Banking culture has cost billions says peer
COMPANY shareholders across the UK should be leading the campaign to change bank culture and raise professional standards, Labour peer John McFall has insisted as a think-tank calculated that since 2000 almost £53 billion had been paid out by banks in fines and redress.
The financial think-tank, New City Agenda, has published new data identifying the costs of the top 10 misconduct scandals in the UK’s retail banks.
Since 2000 “poor culture”, it said, had cost the UK’s retail banks and building societies almost £53bn in fines and redress with more than £37bn due to the mis-selling of Payment Protection Insurance to consumers.

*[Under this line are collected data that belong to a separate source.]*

//! TransTerm Backend
//!
//! Glossary of canonical English to Korean terminology.
//!
//! Layered architecture:
//! - domain: Core entities and business rules
//! - ranking: Ordered translation lists and their persistence
//! - repository: Data access abstractions and implementations
//! - commands: Entry points for the UI

use std::sync::Arc;

pub mod commands;
pub mod config;
pub mod domain;
pub mod form;
pub mod notify;
pub mod ranking;
pub mod repository;
pub mod search;
pub mod session;

use config::{Backend, Config};
use domain::Term;
use notify::Notifier;
use repository::{
    init_db, DbState, PersistenceService, PostgrestStore, Repository, TermCatalog, TermRepository,
    TranslationRepository,
};
use search::SearchController;
use session::Session;

/// Application state shared across commands
pub struct AppState {
    pub terms: Arc<dyn Repository<Term>>,
    pub catalog: Arc<dyn TermCatalog>,
    pub translations: Arc<dyn PersistenceService>,
    pub search: SearchController,
    pub session: Session,
    pub notifier: Arc<dyn Notifier>,
    pub config: Config,
    /// Present for the SQLite backend
    pub db_state: Option<DbState>,
}

impl AppState {
    /// State over one store that serves every role
    pub fn with_store<S>(store: Arc<S>, config: Config, session: Session, notifier: Arc<dyn Notifier>) -> Self
    where
        S: Repository<Term> + TermCatalog + PersistenceService + 'static,
    {
        let search = SearchController::new(store.clone(), config.search_debounce);
        Self {
            terms: store.clone(),
            catalog: store.clone(),
            translations: store,
            search,
            session,
            notifier,
            config,
            db_state: None,
        }
    }
}

/// Start file logging under the configured directory
pub fn init_logging(config: &Config) -> Result<(), String> {
    rolling_logger::init_logger(config.log_dir.clone(), "TransTerm")
}

/// Open the configured backend and assemble the application state
pub async fn bootstrap(config: Config, session: Session, notifier: Arc<dyn Notifier>) -> Result<AppState, String> {
    match config.backend.clone() {
        Backend::Sqlite { path } => {
            let db_state = init_db(&path).await?;
            let terms = Arc::new(TermRepository::new(db_state.conn.clone()));
            let translations = Arc::new(TranslationRepository::new(db_state.conn.clone()));
            let _ = rolling_logger::info(&format!("Opened SQLite store at {}", path.display()));
            Ok(AppState {
                terms: terms.clone(),
                catalog: terms.clone(),
                translations,
                search: SearchController::new(terms, config.search_debounce),
                session,
                notifier,
                config,
                db_state: Some(db_state),
            })
        }
        Backend::Hosted { url, api_key } => {
            let _ = rolling_logger::info(&format!("Using hosted store at {}", url));
            let store = Arc::new(PostgrestStore::new(url, api_key, session.clone()));
            Ok(AppState::with_store(store, config, session, notifier))
        }
    }
}
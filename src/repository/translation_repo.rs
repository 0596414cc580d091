//! Translation Repository
//!
//! SQLite-backed persistence service for ranked translations. Rank batches
//! run inside one transaction, so a failed batch leaves no partial writes.

use async_trait::async_trait;
use rusqlite::{params, Connection};

use crate::domain::{DomainError, DomainResult, Translation};
use crate::ranking::{NewRankedItem, PositionUpdate};
use super::db::SharedConnection;
use super::traits::PersistenceService;

fn not_initialized() -> DomainError {
    DomainError::Internal("Database not initialized".to_string())
}

fn persistence(e: rusqlite::Error) -> DomainError {
    DomainError::Persistence(e.to_string())
}

/// SQLite implementation of the translation store
pub struct TranslationRepository {
    conn: SharedConnection,
}

impl TranslationRepository {
    pub fn new(conn: SharedConnection) -> Self {
        Self { conn }
    }
}

/// Raw rows for one term, in insertion order
pub(super) fn load_translations(conn: &Connection, term_id: i64) -> DomainResult<Vec<Translation>> {
    let mut stmt = conn
        .prepare(
            "SELECT id, term_id, text, is_preferred, sort_order, usage, created_at
             FROM translations WHERE term_id = ? ORDER BY id",
        )
        .map_err(persistence)?;

    let rows = stmt
        .query_map(params![term_id], row_to_translation)
        .map_err(persistence)?;

    rows.collect::<Result<Vec<_>, _>>().map_err(persistence)
}

fn row_to_translation(row: &rusqlite::Row) -> rusqlite::Result<Translation> {
    Ok(Translation {
        id: row.get(0)?,
        term_id: row.get(1)?,
        text: row.get(2)?,
        is_preferred: row.get::<_, Option<bool>>(3)?,
        sort_order: row.get::<_, Option<i32>>(4)?,
        usage: row.get::<_, Option<String>>(5)?,
        created_at: row.get::<_, Option<i64>>(6)?,
    })
}

fn write_positions(conn: &mut Connection, updates: &[PositionUpdate]) -> Vec<DomainResult<()>> {
    let tx = match conn.transaction() {
        Ok(tx) => tx,
        Err(e) => {
            let err = persistence(e);
            return updates.iter().map(|_| Err(err.clone())).collect();
        }
    };

    let mut results = Vec::with_capacity(updates.len());
    for update in updates {
        let result = tx
            .execute(
                "UPDATE translations SET sort_order = ?, is_preferred = ? WHERE id = ?",
                params![update.position, update.preferred, update.id],
            )
            .map_err(persistence)
            .and_then(|changed| {
                if changed == 0 {
                    Err(DomainError::NotFound(format!("Translation {} not found", update.id)))
                } else {
                    Ok(())
                }
            });
        results.push(result);
    }

    if results.iter().all(|r| r.is_ok()) {
        if let Err(e) = tx.commit() {
            let err = persistence(e);
            return updates.iter().map(|_| Err(err.clone())).collect();
        }
        return results;
    }

    // Dropping the transaction rolls it back; nothing in the batch landed
    drop(tx);
    log::warn!("Rank batch of {} rolled back", updates.len());
    results
        .into_iter()
        .map(|r| r.and(Err(DomainError::Persistence("Batch rolled back".to_string()))))
        .collect()
}

#[async_trait]
impl PersistenceService for TranslationRepository {
    async fn fetch_ranked_items(&self, parent_id: i64) -> DomainResult<Vec<Translation>> {
        let guard = self.conn.lock().await;
        let conn = guard.as_ref().ok_or_else(not_initialized)?;
        load_translations(conn, parent_id)
    }

    async fn bulk_upsert_positions(&self, updates: &[PositionUpdate]) -> Vec<DomainResult<()>> {
        let mut guard = self.conn.lock().await;
        match guard.as_mut() {
            Some(conn) => write_positions(conn, updates),
            None => updates.iter().map(|_| Err(not_initialized())).collect(),
        }
    }

    async fn delete_item(&self, id: i64) -> DomainResult<()> {
        let guard = self.conn.lock().await;
        let conn = guard.as_ref().ok_or_else(not_initialized)?;

        let changed = conn
            .execute("DELETE FROM translations WHERE id = ?", params![id])
            .map_err(persistence)?;
        if changed == 0 {
            return Err(DomainError::NotFound(format!("Translation {} not found", id)));
        }
        Ok(())
    }

    async fn delete_items_for_parent(&self, parent_id: i64) -> DomainResult<()> {
        let guard = self.conn.lock().await;
        let conn = guard.as_ref().ok_or_else(not_initialized)?;

        conn.execute("DELETE FROM translations WHERE term_id = ?", params![parent_id])
            .map_err(persistence)?;
        Ok(())
    }

    async fn insert_items(&self, parent_id: i64, items: &[NewRankedItem]) -> DomainResult<Vec<i64>> {
        let mut guard = self.conn.lock().await;
        let conn = guard.as_mut().ok_or_else(not_initialized)?;

        let tx = conn.transaction().map_err(persistence)?;
        let now = chrono::Utc::now().timestamp_millis();
        let mut ids = Vec::with_capacity(items.len());
        for item in items {
            tx.execute(
                "INSERT INTO translations (term_id, text, is_preferred, sort_order, usage, created_at)
                 VALUES (?, ?, ?, ?, ?, ?)",
                params![parent_id, item.text, item.preferred, item.position, item.usage, now],
            )
            .map_err(persistence)?;
            ids.push(tx.last_insert_rowid());
        }
        tx.commit().map_err(persistence)?;
        Ok(ids)
    }
}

The think-tank said the key causes of these scandals included poor quality products, inappropriate staff remuneration schemes and an aggressive sales-based culture.
Misconduct costs, it explained, had had a devastating impact on the profitability of banks and had cost shareholders billions of pounds. Between 2010 and 2014:
Lloyds Banking group paid out over £14bn in retail bank misconduct costs and just £0.5bn in dividends to shareholders and yet had paid £2.1bn in bonuses;
RBS paid out £6.4bn in
l retail banking misconduct costs, had not paid a penny of dividends to shareholders but managed to pay out £3.8bn in bonuses and
If Barclays had not had to pay-out £7.3bn in retail banking misconduct costs, then it could have trebled its dividend to shareholders.
“The profitability of UK retail banks has been imperilled by persistent misconduct and an aggressive sales-based culture,” declared Lord McFall, one of the founders of New City Agenda.